I debated whether to post images of the bizarre and entertaining CG monsters (most of whom, like Big Man, come across as pear-shaped, middle-aged, and not too sharp), not wanting to spoil it for everyone. But with this new remake announcement, I figure you're all going to be looking at the monsters anyway, especially YOU, Hollywood. If you don't want to see the weirdness, look away! I promise not to reveal the ending, which is truly amazing and requires some mind-bending thought processes to integrate within the weird world Matsumoto has culled together. And now:

Big Man Japan (tattooed with a corporate-sponsor logo--make note, film studios).

The Strangling Monster lives to flip his comb-over after happily toppling buildings and then--well, I'm not sure what he's doing to the building sites afterwards. Like a lot of these creatures, it's a weird brew of grotesque sexual pleasure, and I don't know what else. I'll leave it for you to decide when you watch the film.

The Fourth was considered a true hero in Japanese society, surrounded by adoring crowds who paid for his every living expense.

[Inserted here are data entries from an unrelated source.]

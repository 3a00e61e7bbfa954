// ABOUTME: Debounced autosave actor that coalesces state changes into serialized durable writes.
// ABOUTME: Owns an explicit phase, an owned timer deadline, and at most one in-flight write task.

use std::sync::Arc;
use std::time::Duration;

use hearth_core::{CodecError, SaveStatus, encode};
use hearth_store::{DurableStore, StoreError};
use serde_json::Value;
use thiserror::Error;
use tokio::sync::{mpsc, oneshot, watch};
use tokio::task::{JoinError, JoinHandle};
use tokio::time::Instant;

/// Errors reported by autosave operations.
#[derive(Debug, Error)]
pub enum SaveError {
    #[error("store error: {0}")]
    Store(#[from] StoreError),

    #[error("codec error: {0}")]
    Codec(#[from] CodecError),

    #[error("write task failed: {0}")]
    TaskFailed(String),

    #[error("autosave scheduler has shut down")]
    Closed,
}

/// Scheduler phases. `Saving` means one write is in flight;
/// `SavingWithPending` means newer data arrived during that write.
#[derive(Debug, Clone, Copy, PartialEq, Eq)]
pub enum SchedulerPhase {
    Idle,
    Scheduled,
    Saving,
    SavingWithPending,
}

/// Point-in-time view of the scheduler, for inspection and tests.
#[derive(Debug, Clone, PartialEq)]
pub struct SchedulerState {
    pub phase: SchedulerPhase,
    /// Data waiting for the next write (not the data currently in flight).
    pub pending: Option<Value>,
    /// Some submitted data has not been durably written yet.
    pub is_dirty: bool,
    pub is_saving: bool,
    pub timer_armed: bool,
}

/// What a flush did.
#[derive(Debug, Clone, Copy, PartialEq, Eq)]
pub enum Flushed {
    /// Pending data was written before the call returned.
    Written,
    /// There was nothing to write.
    Clean,
    /// A write was already in flight; any pending data follows it.
    InFlight,
}

/// Encodes a payload as a snapshot and stores it under one key.
pub struct SnapshotWriter {
    store: Arc<dyn DurableStore>,
    key: String,
    version: u32,
}

impl SnapshotWriter {
    pub fn new(store: Arc<dyn DurableStore>, key: impl Into<String>, version: u32) -> Self {
        Self {
            store,
            key: key.into(),
            version,
        }
    }

    pub fn key(&self) -> &str {
        &self.key
    }

    pub fn version(&self) -> u32 {
        self.version
    }

    pub async fn write(&self, payload: &Value) -> Result<(), SaveError> {
        let text = encode(self.version, payload)?;
        self.store.set(&self.key, &text).await?;
        Ok(())
    }
}

type FlushReply = oneshot::Sender<Result<Flushed, SaveError>>;

enum Command {
    MarkDirty(Value),
    Flush(FlushReply),
    Discard(oneshot::Sender<()>),
    Inspect(oneshot::Sender<SchedulerState>),
    Shutdown(FlushReply),
}

/// An in-flight write. The task hands the data back so a failed write can
/// keep it for a retry.
type WriteTask = JoinHandle<(Value, Result<(), SaveError>)>;

/// Handle to a running autosave scheduler. Dropping every handle tears the
/// scheduler down after a final write of any pending data.
#[derive(Clone)]
pub struct AutoSaveHandle {
    cmd_tx: mpsc::UnboundedSender<Command>,
    status_rx: watch::Receiver<SaveStatus>,
}

impl AutoSaveHandle {
    /// Report new state. Cheap and non-blocking; bursts are coalesced.
    pub fn mark_dirty(&self, data: Value) -> Result<(), SaveError> {
        self.cmd_tx
            .send(Command::MarkDirty(data))
            .map_err(|_| SaveError::Closed)
    }

    /// Write scheduled data now instead of waiting for the debounce timer.
    /// Returns once the write has completed.
    pub async fn flush(&self) -> Result<Flushed, SaveError> {
        self.request(Command::Flush).await?
    }

    /// Drop pending data and cancel the timer. Waits for an in-flight write
    /// to finish first.
    pub async fn discard(&self) -> Result<(), SaveError> {
        self.request(Command::Discard).await
    }

    pub async fn state(&self) -> Result<SchedulerState, SaveError> {
        self.request(Command::Inspect).await
    }

    /// Finish any in-flight write, write pending data, and stop the
    /// scheduler. Later calls on any handle return `SaveError::Closed`.
    pub async fn shutdown(&self) -> Result<Flushed, SaveError> {
        self.request(Command::Shutdown).await?
    }

    pub fn status(&self) -> SaveStatus {
        *self.status_rx.borrow()
    }

    pub fn subscribe_status(&self) -> watch::Receiver<SaveStatus> {
        self.status_rx.clone()
    }

    async fn request<T>(&self, make: impl FnOnce(oneshot::Sender<T>) -> Command) -> Result<T, SaveError> {
        let (tx, rx) = oneshot::channel();
        self.cmd_tx.send(make(tx)).map_err(|_| SaveError::Closed)?;
        rx.await.map_err(|_| SaveError::Closed)
    }
}

/// Spawn a scheduler writing through `writer` after `debounce` of quiet.
pub fn spawn(writer: SnapshotWriter, debounce: Duration) -> AutoSaveHandle {
    let (cmd_tx, cmd_rx) = mpsc::unbounded_channel();
    let (status_tx, status_rx) = watch::channel(SaveStatus::Idle);

    let actor = AutoSaveActor {
        writer: Arc::new(writer),
        debounce,
        phase: SchedulerPhase::Idle,
        pending: None,
        dirty: false,
        deadline: None,
        in_flight: None,
        status_tx,
        cmd_rx,
    };
    tokio::spawn(actor.run());

    AutoSaveHandle { cmd_tx, status_rx }
}

struct AutoSaveActor {
    writer: Arc<SnapshotWriter>,
    debounce: Duration,
    phase: SchedulerPhase,
    pending: Option<Value>,
    dirty: bool,
    deadline: Option<Instant>,
    in_flight: Option<WriteTask>,
    status_tx: watch::Sender<SaveStatus>,
    cmd_rx: mpsc::UnboundedReceiver<Command>,
}

impl AutoSaveActor {
    async fn run(mut self) {
        loop {
            let deadline = self.deadline;
            // Completion and timer first, so a write never starts late
            // because commands kept arriving.
            tokio::select! {
                biased;
                result = wait_for(&mut self.in_flight) => {
                    self.in_flight = None;
                    self.on_write_complete(result);
                }
                _ = sleep_until(deadline) => self.on_timer(),
                cmd = self.cmd_rx.recv() => match cmd {
                    Some(cmd) => {
                        if !self.handle(cmd).await {
                            break;
                        }
                    }
                    None => {
                        let _ = self.teardown().await;
                        break;
                    }
                },
            }
        }
        tracing::debug!("autosave for {} stopped", self.writer.key());
    }

    /// Returns false once the scheduler should stop.
    async fn handle(&mut self, cmd: Command) -> bool {
        match cmd {
            Command::MarkDirty(data) => self.mark_dirty(data),
            Command::Flush(reply) => {
                let result = self.flush().await;
                let _ = reply.send(result);
            }
            Command::Discard(reply) => {
                self.discard().await;
                let _ = reply.send(());
            }
            Command::Inspect(reply) => {
                let _ = reply.send(self.inspect());
            }
            Command::Shutdown(reply) => {
                let result = self.teardown().await;
                let _ = reply.send(result);
                return false;
            }
        }
        true
    }

    fn mark_dirty(&mut self, data: Value) {
        self.pending = Some(data);
        self.dirty = true;
        self.phase = match self.phase {
            SchedulerPhase::Idle | SchedulerPhase::Scheduled => {
                self.arm_timer();
                SchedulerPhase::Scheduled
            }
            SchedulerPhase::Saving | SchedulerPhase::SavingWithPending => {
                SchedulerPhase::SavingWithPending
            }
        };
    }

    fn arm_timer(&mut self) {
        self.deadline = Some(Instant::now() + self.debounce);
    }

    fn on_timer(&mut self) {
        self.deadline = None;
        if self.phase == SchedulerPhase::Scheduled {
            self.start_write();
        }
    }

    fn start_write(&mut self) {
        let Some(data) = self.pending.take() else {
            self.phase = SchedulerPhase::Idle;
            return;
        };
        self.phase = SchedulerPhase::Saving;
        self.status_tx.send_replace(SaveStatus::Saving);

        let writer = Arc::clone(&self.writer);
        self.in_flight = Some(tokio::spawn(async move {
            let result = writer.write(&data).await;
            (data, result)
        }));
    }

    fn on_write_complete(&mut self, result: Result<(Value, Result<(), SaveError>), JoinError>) {
        match result {
            Ok((data, outcome)) => self.finish_write(Some(data), &outcome),
            Err(e) => {
                let outcome = Err(SaveError::TaskFailed(e.to_string()));
                self.finish_write(None, &outcome);
            }
        }
    }

    /// Settle the phase after a write. Data that arrived during the write is
    /// scheduled straight away; a failed write keeps its data unless newer
    /// data superseded it.
    fn finish_write(&mut self, written: Option<Value>, outcome: &Result<(), SaveError>) {
        let has_pending = self.pending.is_some();

        match outcome {
            Ok(()) => {
                tracing::debug!("autosaved {}", self.writer.key());
                self.status_tx.send_replace(SaveStatus::Saved);
            }
            Err(e) => {
                tracing::error!("autosave of {} failed: {}", self.writer.key(), e);
                self.status_tx.send_replace(SaveStatus::Error);
                if !has_pending {
                    self.pending = written;
                }
            }
        }

        if has_pending {
            self.phase = SchedulerPhase::Scheduled;
            self.arm_timer();
        } else {
            self.phase = SchedulerPhase::Idle;
        }
        self.dirty = self.pending.is_some();
    }

    async fn flush(&mut self) -> Result<Flushed, SaveError> {
        match self.phase {
            SchedulerPhase::Saving | SchedulerPhase::SavingWithPending => Ok(Flushed::InFlight),
            SchedulerPhase::Idle if self.pending.is_none() => Ok(Flushed::Clean),
            // Idle with data only happens after a failed write: retry it.
            SchedulerPhase::Idle | SchedulerPhase::Scheduled => {
                self.deadline = None;
                self.write_now().await
            }
        }
    }

    /// Write pending data inline; no command is processed until it is done.
    async fn write_now(&mut self) -> Result<Flushed, SaveError> {
        let Some(data) = self.pending.take() else {
            self.phase = SchedulerPhase::Idle;
            return Ok(Flushed::Clean);
        };
        self.phase = SchedulerPhase::Saving;
        self.status_tx.send_replace(SaveStatus::Saving);

        let outcome = self.writer.write(&data).await;
        self.finish_write(Some(data), &outcome);
        // Nothing new can have arrived, so there is no timer to keep.
        self.deadline = None;
        outcome.map(|()| Flushed::Written)
    }

    async fn discard(&mut self) {
        self.deadline = None;
        self.pending = None;
        if let Some(task) = self.in_flight.take() {
            let result = task.await;
            self.on_write_complete(result);
        }
        self.pending = None;
        self.dirty = false;
        self.deadline = None;
        self.phase = SchedulerPhase::Idle;
        self.status_tx.send_replace(SaveStatus::Idle);
    }

    /// Session teardown: let the in-flight write land, then write whatever
    /// is still pending. Leaves the scheduler `Idle`.
    async fn teardown(&mut self) -> Result<Flushed, SaveError> {
        if let Some(task) = self.in_flight.take() {
            let result = task.await;
            self.on_write_complete(result);
        }
        self.deadline = None;

        let result = if self.pending.is_some() {
            self.write_now().await
        } else {
            Ok(Flushed::Clean)
        };
        if let Err(e) = &result {
            tracing::error!(
                "final autosave of {} failed, unsaved changes are lost: {}",
                self.writer.key(),
                e
            );
        }

        self.phase = SchedulerPhase::Idle;
        self.deadline = None;
        result
    }

    fn inspect(&self) -> SchedulerState {
        SchedulerState {
            phase: self.phase,
            pending: self.pending.clone(),
            is_dirty: self.dirty,
            is_saving: matches!(
                self.phase,
                SchedulerPhase::Saving | SchedulerPhase::SavingWithPending
            ),
            timer_armed: self.deadline.is_some(),
        }
    }
}
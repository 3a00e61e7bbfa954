// ABOUTME: Entry point for the hearth binary.
// ABOUTME: Inspects and repairs persisted state on the configured medium: show, backups, restore, keys.

use std::sync::Arc;

use anyhow::{Context, bail};
use clap::{Parser, Subcommand};
use hearth_core::{KeySpace, decode};
use hearth_session::HearthConfig;
use hearth_store::{BackupManager, DurableStore};

#[derive(Parser)]
#[command(
    name = "hearth",
    version,
    about = "Inspect and restore locally persisted application state"
)]
struct Cli {
    #[command(subcommand)]
    command: Command,
}

#[derive(Subcommand)]
enum Command {
    /// Print the snapshot stored for a name.
    Show {
        /// Name under the configured prefix (the key is <prefix>_<name>).
        name: String,
    },

    /// List backups of a name, newest first.
    Backups { name: String },

    /// Copy a backup back over the key it was taken from.
    Restore {
        #[arg(value_name = "BACKUP_KEY")]
        backup_key: String,
    },

    /// List stored keys, optionally only those starting with a prefix.
    Keys { prefix: Option<String> },
}

#[tokio::main]
async fn main() -> anyhow::Result<()> {
    tracing_subscriber::fmt()
        .with_env_filter(
            tracing_subscriber::EnvFilter::try_from_default_env()
                .unwrap_or_else(|_| tracing_subscriber::EnvFilter::new("hearth=info")),
        )
        .with_writer(std::io::stderr)
        .init();

    let cli = Cli::parse();
    let config = HearthConfig::from_env().context("invalid HEARTH_* configuration")?;
    tracing::debug!(
        "using {:?} storage under {}",
        config.backend,
        config.home.display()
    );

    let store = config
        .open_store()
        .with_context(|| format!("failed to open storage under {}", config.home.display()))?;
    let keys = KeySpace::new(config.prefix.clone());

    match cli.command {
        Command::Show { name } => show(store.as_ref(), &keys, &name).await,
        Command::Backups { name } => {
            let backups = BackupManager::new(store, keys, config.max_backups);
            list_backups(&backups, &name).await
        }
        Command::Restore { backup_key } => {
            let backups = BackupManager::new(store, keys, config.max_backups);
            restore(&backups, &backup_key).await
        }
        Command::Keys { prefix } => list_keys(store, prefix.as_deref()).await,
    }
}

async fn show(store: &dyn DurableStore, keys: &KeySpace, name: &str) -> anyhow::Result<()> {
    let key = keys.primary(name);
    let Some(text) = store.get(&key).await? else {
        bail!("nothing stored under {}", key);
    };
    let snapshot = decode(&text).with_context(|| format!("{} holds an unreadable snapshot", key))?;

    println!("key:      {}", key);
    println!("version:  {}", snapshot.version);
    println!("saved at: {}", snapshot.saved_at.to_rfc3339());
    println!("{}", serde_json::to_string_pretty(&snapshot.payload)?);
    Ok(())
}

async fn list_backups(backups: &BackupManager, name: &str) -> anyhow::Result<()> {
    let entries = backups.list(name).await?;
    if entries.is_empty() {
        println!("no backups of {}", backups.keys().primary(name));
        return Ok(());
    }
    for entry in entries {
        println!(
            "{}  v{}  {:?}  {}",
            entry.key,
            entry.record.snapshot.version,
            entry.record.reason,
            entry.record.created_at.to_rfc3339()
        );
    }
    Ok(())
}

async fn restore(backups: &BackupManager, backup_key: &str) -> anyhow::Result<()> {
    let Some((name, _)) = backups.keys().parse_backup(backup_key) else {
        bail!(
            "{} is not a backup key under prefix {}",
            backup_key,
            backups.keys().prefix()
        );
    };
    let target = backups.keys().primary(name);
    let snapshot = backups.restore(backup_key, &target).await?;
    println!(
        "restored {} into {} (version {})",
        backup_key, target, snapshot.version
    );
    Ok(())
}

async fn list_keys(store: Arc<dyn DurableStore>, prefix: Option<&str>) -> anyhow::Result<()> {
    for key in store.keys(prefix.unwrap_or("")).await? {
        println!("{}", key);
    }
    Ok(())
}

Quite a contrast to the modern Big Man Japan lifestyle of neglect and non-self-reflexive ennui.

Leaping Monster only wants to leap while yelping, "Sei!" Fans of Yokai Monsters will not find these creatures all together incomprehensible. Everyone else: prepare to be deeply perplexed.

Evil Stare Monster is extremely perverse in its fighting methods. Kind of like a really bad stage act at the Exotic Erotic Ball.

Stink Monster is one smelly bitch in heat. Big Man Japan tries reasoning with this mysterious hot-house flower to, of course, no avail.

The Child Monster is helpless yet potentially threatening. Kind of like real children.

Evil Red Menace with his glowing eyes actually knows how to fight. That could definitely be problematic.